While you may be able to change your religion, although your religious beliefs are the beliefs that guide you in life, you can never change your race, your heritage, the skin you were born in and if you are proud of the race you are and your religious beliefs the anger that builds when those things are criticized, cuts deep.
Now in no way am I condoning Hasan’s actions; he had options. He could have just as easily gone AWOL, fled to his Jordan or any other foreign country that he, as a Muslim, felt comfortable in. He could have sought psychological help since obviously he believed in the method of psycho analysis since that is the career field of his choice. He could have killed himself rather than killing others but instead he chose to take the lives of innocents.
Only in hindsight, which does not prevent an act, can you look upon the causes that may have lead to this incident because even though he showed signs of discontent, it was never so clear that he would actually go to the extremes that he went to in an attempt to be “heard.” Even as the video images of him in the neighborhood Convenience Store, chatting and smiling as he made his purchase did not allude to what was actually churning in his mind – several hours later he was shooting and killing those around him.

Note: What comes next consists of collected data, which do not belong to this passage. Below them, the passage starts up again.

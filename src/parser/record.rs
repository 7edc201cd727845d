//! Flat parsed records.
//!
//! A `Record` is a flat mapping of named string fields extracted from one
//! logical entry of a command section. After the identity sections of a dump
//! have been scanned, every record is stamped with the owning switch's
//! identity key so records remain joinable downstream without any positional
//! context.

use std::collections::HashMap;

use crate::models::SwitchIdentity;

/// Field name carrying the dump/configuration file id.
pub const FIELD_CONFIG_ID: &str = "config_id";
/// Field name carrying the chassis name.
pub const FIELD_CHASSIS_NAME: &str = "chassis_name";
/// Field name carrying the chassis WWN.
pub const FIELD_CHASSIS_WWN: &str = "chassis_wwn";
/// Field name carrying the logical switch index.
pub const FIELD_SWITCH_INDEX: &str = "switch_index";
/// Field name carrying the switch name.
pub const FIELD_SWITCH_NAME: &str = "switch_name";
/// Field name carrying the switch WWN.
pub const FIELD_SWITCH_WWN: &str = "switch_wwn";

/// A flat mapping of named string fields extracted from section lines.
#[derive(Debug, Clone, Default, PartialEq)]
pub struct Record {
    fields: HashMap<String, String>,
}

impl Record {
    /// Creates an empty record.
    pub fn new() -> Record {
        Record {
            fields: HashMap::new(),
        }
    }

    /// Sets a field, appending with `;` when the field already holds a
    /// different value. Repeated identical values are collapsed.
    ///
    /// Appending (rather than overwriting) matters for sections where a
    /// continuation line repeats per member, e.g. alias WWN membership.
    pub fn set(&mut self, key: &str, value: &str) {
        let value = value.trim();
        if value.is_empty() {
            return;
        }
        match self.fields.get_mut(key) {
            Some(existing) if existing.as_str() == value => {}
            Some(existing) => {
                existing.push(';');
                existing.push_str(value);
            }
            None => {
                self.fields.insert(key.to_string(), value.to_string());
            }
        }
    }

    /// Overwrites a field unconditionally.
    pub fn set_replace(&mut self, key: &str, value: &str) {
        self.fields.insert(key.to_string(), value.trim().to_string());
    }

    /// Returns a field value, when present.
    pub fn get(&self, key: &str) -> Option<&str> {
        self.fields.get(key).map(|s| s.as_str())
    }

    /// Returns the first `;`-separated element of a field, when present.
    pub fn get_first(&self, key: &str) -> Option<&str> {
        self.get(key).map(|v| v.split(';').next().unwrap_or(v))
    }

    /// Returns all `;`-separated elements of a field.
    pub fn get_all(&self, key: &str) -> Vec<&str> {
        self.get(key)
            .map(|v| v.split(';').collect())
            .unwrap_or_default()
    }

    /// Parses a field as `u32`, when present and numeric.
    pub fn get_u32(&self, key: &str) -> Option<u32> {
        self.get(key).and_then(|v| v.trim().parse().ok())
    }

    /// Parses a field as `f64`, when present and numeric.
    pub fn get_f64(&self, key: &str) -> Option<f64> {
        self.get(key).and_then(|v| v.trim().parse().ok())
    }

    /// True when the record has no fields at all.
    pub fn is_empty(&self) -> bool {
        self.fields.is_empty()
    }

    /// Stamps the owning switch identity onto this record.
    ///
    /// Identity fields always overwrite: a section's own text never wins
    /// over the resolved identity of the dump being parsed.
    pub fn stamp_identity(&mut self, identity: &SwitchIdentity) {
        self.set_replace(FIELD_CONFIG_ID, &identity.config_id);
        self.set_replace(FIELD_CHASSIS_NAME, &identity.chassis_name);
        self.set_replace(FIELD_CHASSIS_WWN, &identity.chassis_wwn);
        self.set_replace(FIELD_SWITCH_INDEX, &identity.switch_index.to_string());
        self.set_replace(FIELD_SWITCH_NAME, &identity.switch_name);
        self.set_replace(FIELD_SWITCH_WWN, &identity.switch_wwn);
    }
}

#[cfg(test)]
mod tests {
    use super::*;

    #[test]
    fn test_set_and_get() {
        let mut r = Record::new();
        r.set("name", "SW01");
        assert_eq!(r.get("name"), Some("SW01"));
        assert_eq!(r.get("missing"), None);
    }

    #[test]
    fn test_set_appends_distinct_values() {
        let mut r = Record::new();
        r.set("member_wwn", "10:00:00:00:00:00:00:01");
        r.set("member_wwn", "10:00:00:00:00:00:00:02");
        assert_eq!(
            r.get("member_wwn"),
            Some("10:00:00:00:00:00:00:01;10:00:00:00:00:00:00:02")
        );
        assert_eq!(r.get_first("member_wwn"), Some("10:00:00:00:00:00:00:01"));
        assert_eq!(r.get_all("member_wwn").len(), 2);
    }

    #[test]
    fn test_set_collapses_repeated_value() {
        let mut r = Record::new();
        r.set("state", "Online");
        r.set("state", "Online");
        assert_eq!(r.get("state"), Some("Online"));
    }

    #[test]
    fn test_set_ignores_empty_value() {
        let mut r = Record::new();
        r.set("state", "   ");
        assert_eq!(r.get("state"), None);
        assert!(r.is_empty());
    }

    #[test]
    fn test_numeric_accessors() {
        let mut r = Record::new();
        r.set("port", "12");
        r.set("speed", "16.5");
        r.set("junk", "abc");
        assert_eq!(r.get_u32("port"), Some(12));
        assert_eq!(r.get_f64("speed"), Some(16.5));
        assert_eq!(r.get_u32("junk"), None);
    }

    #[test]
    fn test_stamp_identity_overwrites() {
        let mut r = Record::new();
        r.set(FIELD_SWITCH_NAME, "stale");
        let identity = SwitchIdentity {
            config_id: "dump01".into(),
            chassis_name: "CHS01".into(),
            chassis_wwn: "10:00:00:05:1e:00:00:01".into(),
            switch_index: 2,
            switch_name: "SW01".into(),
            switch_wwn: "10:00:00:05:1e:00:00:02".into(),
        };
        r.stamp_identity(&identity);
        assert_eq!(r.get(FIELD_SWITCH_NAME), Some("SW01"));
        assert_eq!(r.get_u32(FIELD_SWITCH_INDEX), Some(2));
        assert_eq!(r.get(FIELD_CONFIG_ID), Some("dump01"));
    }
}
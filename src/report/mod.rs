//! Run output assembly.
//!
//! The `AnalysisReport` carries the four canonical tables plus per-switch
//! summaries; the `DiscrepancyReport` collects everything an operator
//! should look at by hand: undecoded descriptors, absent mandatory
//! sections, skipped switches, and pairing asymmetries. Discrepancies are
//! data-quality findings, never run failures.

use log::{info, warn};

use crate::aggregate::SwitchSummary;
use crate::models::{ConnectedDeviceRow, IslLinkRow, PortRow, SwitchPairRow};
use crate::pairing::PairingAudit;

/// One undecoded descriptor pair, with its dump of origin.
#[derive(Debug, Clone)]
pub struct UndecodedEntry {
    /// Dump the descriptors came from.
    pub config_id: String,
    /// Device port WWN.
    pub port_wwn: String,
    /// Raw port symbolic string.
    pub port_symb: String,
    /// Raw node symbolic string.
    pub node_symb: String,
}

/// A mandatory section absent from one dump.
#[derive(Debug, Clone)]
pub struct MissingSection {
    /// Dump the section was absent from.
    pub config_id: String,
    /// Section name.
    pub section: &'static str,
}

/// A switch that was kept out of the fabric model.
#[derive(Debug, Clone)]
pub struct SkippedSwitch {
    /// Identifier of the skipped dump.
    pub config_id: String,
    /// Why it was skipped.
    pub reason: String,
}

/// Everything flagged for manual review during one run.
#[derive(Debug, Default)]
pub struct DiscrepancyReport {
    /// Descriptor pairs no recognizer matched.
    pub undecoded_descriptors: Vec<UndecodedEntry>,
    /// Absent mandatory sections per dump.
    pub missing_sections: Vec<MissingSection>,
    /// Switches skipped with their reasons.
    pub skipped_switches: Vec<SkippedSwitch>,
    /// Per-fabric pairing symmetry audits.
    pub pairing_audits: Vec<PairingAudit>,
}

impl DiscrepancyReport {
    /// True when nothing needs operator attention.
    pub fn is_clean(&self) -> bool {
        self.undecoded_descriptors.is_empty()
            && self.missing_sections.is_empty()
            && self.skipped_switches.is_empty()
            && self
                .pairing_audits
                .iter()
                .all(|a| a.asymmetries.is_empty())
    }

    /// Logs the discrepancy summary at end of run.
    pub fn log_summary(&self) {
        if self.is_clean() {
            info!("No discrepancies found");
            return;
        }
        if !self.skipped_switches.is_empty() {
            warn!("Skipped switches ({}):", self.skipped_switches.len());
            for skipped in &self.skipped_switches {
                warn!("  {}: {}", skipped.config_id, skipped.reason);
            }
        }
        if !self.missing_sections.is_empty() {
            warn!(
                "Absent mandatory sections ({}):",
                self.missing_sections.len()
            );
            for missing in &self.missing_sections {
                warn!("  {}: {}", missing.config_id, missing.section);
            }
        }
        if !self.undecoded_descriptors.is_empty() {
            warn!(
                "Undecoded symbolic descriptors ({}):",
                self.undecoded_descriptors.len()
            );
            for entry in &self.undecoded_descriptors {
                warn!(
                    "  {} {}: port='{}' node='{}'",
                    entry.config_id, entry.port_wwn, entry.port_symb, entry.node_symb
                );
            }
        }
        for audit in &self.pairing_audits {
            info!(
                "Pairing symmetry for {}: {} ok, {} absent, {} duplicated",
                audit.fabric_name, audit.ok, audit.absent, audit.duplicated
            );
            for asymmetry in &audit.asymmetries {
                warn!("  {}", asymmetry);
            }
        }
    }
}

/// The complete output of one run.
#[derive(Debug, Default)]
pub struct AnalysisReport {
    /// Canonical port table across all fabrics.
    pub ports: Vec<PortRow>,
    /// Canonical connected-device table.
    pub devices: Vec<ConnectedDeviceRow>,
    /// Canonical ISL table.
    pub links: Vec<IslLinkRow>,
    /// Canonical switch-pair table.
    pub pairs: Vec<SwitchPairRow>,
    /// Per-switch summaries.
    pub summaries: Vec<SwitchSummary>,
    /// Findings for manual review.
    pub discrepancies: DiscrepancyReport,
    /// Switches that contributed to the model.
    pub switches_parsed: usize,
    /// Switches skipped.
    pub switches_skipped: usize,
    /// Distinct fabric names processed.
    pub fabric_count: usize,
}

impl AnalysisReport {
    /// Logs the one-line run summary.
    pub fn log_summary(&self) {
        info!(
            "Analyzed {} fabrics: {} switches ({} skipped), {} ports, {} devices, {} ISLs, {} pairs",
            self.fabric_count,
            self.switches_parsed,
            self.switches_skipped,
            self.ports.len(),
            self.devices.len(),
            self.links.len(),
            self.pairs
                .iter()
                .filter(|p| p.partner_wwn.is_some())
                .count(),
        );
    }
}

#[cfg(test)]
mod tests {
    use super::*;

    #[test]
    fn test_empty_report_is_clean() {
        let report = DiscrepancyReport::default();
        assert!(report.is_clean());
    }

    #[test]
    fn test_report_with_findings_is_not_clean() {
        let mut report = DiscrepancyReport::default();
        report.skipped_switches.push(SkippedSwitch {
            config_id: "dump01".into(),
            reason: "Dump file unreadable".into(),
        });
        assert!(!report.is_clean());
    }

    #[test]
    fn test_audit_without_asymmetries_stays_clean() {
        let mut report = DiscrepancyReport::default();
        report.pairing_audits.push(PairingAudit {
            fabric_name: "PROD".into(),
            ok: 4,
            ..Default::default()
        });
        assert!(report.is_clean());
    }
}
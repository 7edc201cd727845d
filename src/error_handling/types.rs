//! Error type definitions.
//!
//! This module defines all error, warning, and info types used throughout the application.

use strum_macros::EnumIter as EnumIterMacro;
use thiserror::Error;

/// Error types for initialization failures.
///
/// These are the only fatal errors in the pipeline: a misconfiguration that
/// makes the whole run meaningless. Data-quality problems inside a dump are
/// never represented here.
#[derive(Error, Debug)]
pub enum InitializationError {
    /// Error initializing the logger.
    #[error("Logger initialization error: {0}")]
    LoggerError(String),

    /// The bundle manifest could not be read.
    #[error("Manifest error: {0}")]
    ManifestError(String),

    /// An explicitly configured OUI table could not be read or parsed.
    #[error("OUI table error: {0}")]
    OuiTableError(String),

    /// An explicitly configured enclosure inventory could not be read or parsed.
    #[error("Enclosure inventory error: {0}")]
    EnclosureInventoryError(String),
}

/// Types of errors that can occur while processing one switch dump.
///
/// This enum categorizes actual error conditions - failures that prevent a
/// switch from contributing to the fabric model.
#[derive(Debug, Clone, Copy, PartialEq, Eq, Hash, EnumIterMacro)]
pub enum ErrorType {
    /// The dump file could not be opened or read.
    DumpUnreadable,
    /// The dump file was read but produced no usable sections at all.
    DumpUnparseable,
    /// The per-switch parse task exceeded its timeout.
    ParseTimeout,
    /// A manifest line was malformed and skipped.
    ManifestLineInvalid,
}

/// Types of warnings that can occur during dump processing.
///
/// Warnings indicate missing or degraded data that doesn't prevent the run
/// from completing but is worth tracking.
#[derive(Debug, Clone, Copy, PartialEq, Eq, Hash, EnumIterMacro)]
pub enum WarningType {
    /// A mandatory section was absent from a dump.
    MissingMandatorySection,
    /// A name-server row had symbolic strings that matched no recognizer.
    UndecodedDescriptor,
    /// A connected port could only be classified as UNKNOWN.
    UnknownDeviceClass,
    /// A switch could not be paired by any strategy.
    UnpairedSwitch,
}

/// Types of informational metrics tracked during a run.
///
/// Info metrics track notable data points that aren't errors or warnings.
#[derive(Debug, Clone, Copy, PartialEq, Eq, Hash, EnumIterMacro)]
pub enum InfoType {
    /// An NPIV fan-in produced extra port rows for one physical port.
    NpivFanIn,
    /// A duplicate ISL report was collapsed into its canonical row.
    IslDeduplicated,
    /// A pairing was resolved by the low-confidence colocation fallback.
    ColocationPairing,
    /// A pairing was resolved by the final repair pass.
    RepairPassPairing,
}

impl std::fmt::Display for ErrorType {
    fn fmt(&self, f: &mut std::fmt::Formatter<'_>) -> std::fmt::Result {
        f.write_str(self.as_str())
    }
}

impl ErrorType {
    /// Returns a human-readable string representation of the error type.
    pub fn as_str(&self) -> &'static str {
        match self {
            ErrorType::DumpUnreadable => "Dump file unreadable",
            ErrorType::DumpUnparseable => "Dump file unparseable",
            ErrorType::ParseTimeout => "Per-switch parse timeout",
            ErrorType::ManifestLineInvalid => "Invalid manifest line",
        }
    }
}

impl WarningType {
    /// Returns a human-readable string representation of the warning type.
    pub fn as_str(&self) -> &'static str {
        match self {
            WarningType::MissingMandatorySection => "Missing mandatory section",
            WarningType::UndecodedDescriptor => "Undecoded symbolic descriptor",
            WarningType::UnknownDeviceClass => "Device classified UNKNOWN",
            WarningType::UnpairedSwitch => "Switch left unpaired",
        }
    }
}

impl InfoType {
    /// Returns a human-readable string representation of the info type.
    pub fn as_str(&self) -> &'static str {
        match self {
            InfoType::NpivFanIn => "NPIV fan-in",
            InfoType::IslDeduplicated => "ISL deduplicated",
            InfoType::ColocationPairing => "Colocation pairing",
            InfoType::RepairPassPairing => "Repair-pass pairing",
        }
    }
}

The bottom line is that you can label him crazy, punish him for his crimes but if he had not had easy access to the firepower, the guns that he carried, there is a bigger possibility that he would not have been able to commit this act of terrorism on the men and women of the United States Army regardless of what type of inner turmoil he was going through and even though he was on a military base where guns are plentiful.
The irrational saying that “guns don’t kill, people kill” used to justify this fundamental right to bear arms, has been proven time and time again to be an idiotic play on words that covers the real dangers of the “right to bear arms” being exercised here in America. Until you get to the core of the problem, these acts of violence will continue and increase and no amount of psycho babble will change this fact.
And that’s the way I see it!!!!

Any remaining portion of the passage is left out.